Торпеда резко рванулась вперед - и экран полыхнул белым пламенем. Это был
ядерный взрыв, нам показали его со стороны, с борта другой капсулы.
Зажглось взлохмаченное солнце, ослепительный свет мгновенно затопил небо,
стер звезды...
Латавец шумно вздохнул.
- Видите, что происходит...
Он стал объяснять соответствующие статьи навигационного кодекса:
"Агрессивные действия... корабль следует рассматривать как опасно
управляемый или опасно запрограммированный объект... обязаны принять
меры..."
Операцию вели по хорошо продуманному сценарию, это чувствовалось.
Экспедиция агентства занимается киносъемкой в свободном пространстве -
вполне законное дело. Происходит случайная встреча со старым кораблем;
экспедиция подвергается атаке и вынуждена принять меры для обезвреживания
агрессивного объекта - все в полном соответствии с законом. Космоинспекция
и навигационный суд не смогут предъявить никаких обвинений.
Вот он, звездный час Тадеуша Латавца! Здесь, в вагоне сппдвея, сидящая
впереди меня парочка оживленно обсуждает что-то свое, но нетрудно
представить, что сейчас творится на Земле, на планетах, в экосферах...

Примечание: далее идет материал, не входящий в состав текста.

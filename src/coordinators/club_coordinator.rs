use std::sync::Arc;

use sea_orm::ConnectionTrait;

use crate::app_data::AppData;
use crate::config::DatabaseHandle;
use crate::errors::InternalError;
use crate::errors::internal::{ClubError, RequestError};
use crate::providers::SessionProvider;
use crate::stores::{ClubStore, FavoriteStore, TagStore};
use crate::types::db::club;
use crate::types::dto::clubs::{
    ClubDetail, ClubListItem, CreateClubRequest, DeleteClubRequest, ModifyClubRequest,
};
use crate::types::dto::users::UserProfile;
use crate::types::internal::{ClubPatch, NewClub};

/// Orchestrates club queries and the session-gated club mutations
///
/// Every operation runs in one transaction. Mutations check the session token
/// before looking at any other field, so a request with a bad token and a
/// missing field reports `Unauthorized`.
pub struct ClubCoordinator {
    database: DatabaseHandle,
    club_store: Arc<ClubStore>,
    tag_store: Arc<TagStore>,
    favorite_store: Arc<FavoriteStore>,
    session_provider: Arc<SessionProvider>,
}

impl ClubCoordinator {
    pub fn new(app_data: Arc<AppData>) -> Self {
        Self {
            database: app_data.database.clone(),
            club_store: app_data.club_store.clone(),
            tag_store: app_data.tag_store.clone(),
            favorite_store: app_data.favorite_store.clone(),
            session_provider: app_data.session_provider.clone(),
        }
    }

    /// Every club with its favorite count, ordered by code
    pub async fn list_clubs(&self) -> Result<Vec<ClubListItem>, InternalError> {
        let txn = self.database.begin().await?;

        let clubs = self.club_store.list_all(&txn).await?;
        let mut items = Vec::with_capacity(clubs.len());
        for club in clubs {
            let favorite_count = self.favorite_store.favorite_count(&txn, &club.code).await?;
            items.push(ClubListItem {
                code: club.code,
                name: club.name,
                favorite_count,
            });
        }

        DatabaseHandle::commit(txn).await?;
        Ok(items)
    }

    /// Clubs whose name contains `query`, ignoring case
    ///
    /// A missing query matches every club.
    pub async fn search_clubs(&self, query: Option<String>) -> Result<Vec<ClubDetail>, InternalError> {
        let txn = self.database.begin().await?;

        let clubs = self
            .club_store
            .search_by_name_substring(&txn, query.as_deref().unwrap_or_default())
            .await?;
        let mut details = Vec::with_capacity(clubs.len());
        for club in clubs {
            details.push(self.club_detail(&txn, club).await?);
        }

        DatabaseHandle::commit(txn).await?;
        Ok(details)
    }

    /// Users who favorited the club found by code or name
    pub async fn club_favoriters(
        &self,
        code: Option<String>,
        name: Option<String>,
    ) -> Result<Vec<UserProfile>, InternalError> {
        if code.is_none() && name.is_none() {
            return Err(RequestError::MissingOneOf { fields: "code, name" }.into());
        }

        let txn = self.database.begin().await?;

        let club = self
            .club_store
            .find_club(&txn, code.as_deref(), name.as_deref())
            .await?
            .ok_or(ClubError::NotFound)?;
        let users = self.favorite_store.list_favorites_of(&txn, &club).await?;

        DatabaseHandle::commit(txn).await?;
        Ok(users
            .into_iter()
            .map(|u| UserProfile {
                email: u.email,
                username: u.username,
            })
            .collect())
    }

    pub async fn create_club(&self, request: CreateClubRequest) -> Result<(), InternalError> {
        let txn = self.database.begin().await?;

        let user = self
            .session_provider
            .validate(&txn, request.session_token.as_deref())
            .await?;
        let new_club = NewClub::from_request(request)?;
        let created = self.club_store.create_club(&txn, new_club).await?;

        DatabaseHandle::commit(txn).await?;
        tracing::info!(club = %created.code, by = %user.username, "Club created");
        Ok(())
    }

    /// Patch the club identified by the (code, name) pair
    ///
    /// An empty patch succeeds without touching the club.
    pub async fn modify_club(&self, request: ModifyClubRequest) -> Result<(), InternalError> {
        let txn = self.database.begin().await?;

        let user = self
            .session_provider
            .validate(&txn, request.session_token.as_deref())
            .await?;
        let code = RequestError::require(request.code, "code")?;
        let name = RequestError::require(request.name, "name")?;
        let patch = ClubPatch::from(RequestError::require(request.new_data, "new_data")?);

        let empty = patch.is_empty();
        let updated = self.club_store.update_club(&txn, &code, &name, patch).await?;

        DatabaseHandle::commit(txn).await?;
        if empty {
            tracing::debug!(club = %updated.code, "Empty patch, club unchanged");
        } else {
            tracing::info!(club = %updated.code, by = %user.username, "Club modified");
        }
        Ok(())
    }

    pub async fn delete_club(&self, request: DeleteClubRequest) -> Result<(), InternalError> {
        let txn = self.database.begin().await?;

        let user = self
            .session_provider
            .validate(&txn, request.session_token.as_deref())
            .await?;
        let code = RequestError::require(request.code, "code")?;
        let name = RequestError::require(request.name, "name")?;

        self.club_store.delete_club(&txn, &code, &name).await?;

        DatabaseHandle::commit(txn).await?;
        tracing::info!(club = %code, by = %user.username, "Club deleted");
        Ok(())
    }

    async fn club_detail(
        &self,
        conn: &impl ConnectionTrait,
        club: club::Model,
    ) -> Result<ClubDetail, InternalError> {
        let tags = self.tag_store.tags_for_club(conn, &club).await?;
        let favorite_count = self.favorite_store.favorite_count(conn, &club.code).await?;
        Ok(ClubDetail {
            code: club.code,
            name: club.name,
            description: club.description,
            tags,
            favorite_count,
        })
    }
}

Миллиарды людей смотрят передачу - как в лучшие времена легендарного Жана
Лепажа. В архиве Промышленной Лиги ключи ко многим загадкам истории
последних полутора веков. Вся правда о войнах, переворотах, убийствах,
расизме, вся правда об изощренной эксплуатации, о механике наживы, о
политиканстве, подкупах и демагогии, вся правда о днях, когда не раз стоял
вопрос, быть или не быть цивилизации...
Латавец смотрел на свой экран (там был корабль, на этот раз съемку вели
издалека) и, казалось, совершенно не думал о зрителях. Выглядело это
вполне естественно, но я-то понимал, что хитрющий Латавец просто нашел
выгодную для себя форму комментирования: идет работа, тут не до
красноречия, если хотите - пожалуйста, можете смотреть.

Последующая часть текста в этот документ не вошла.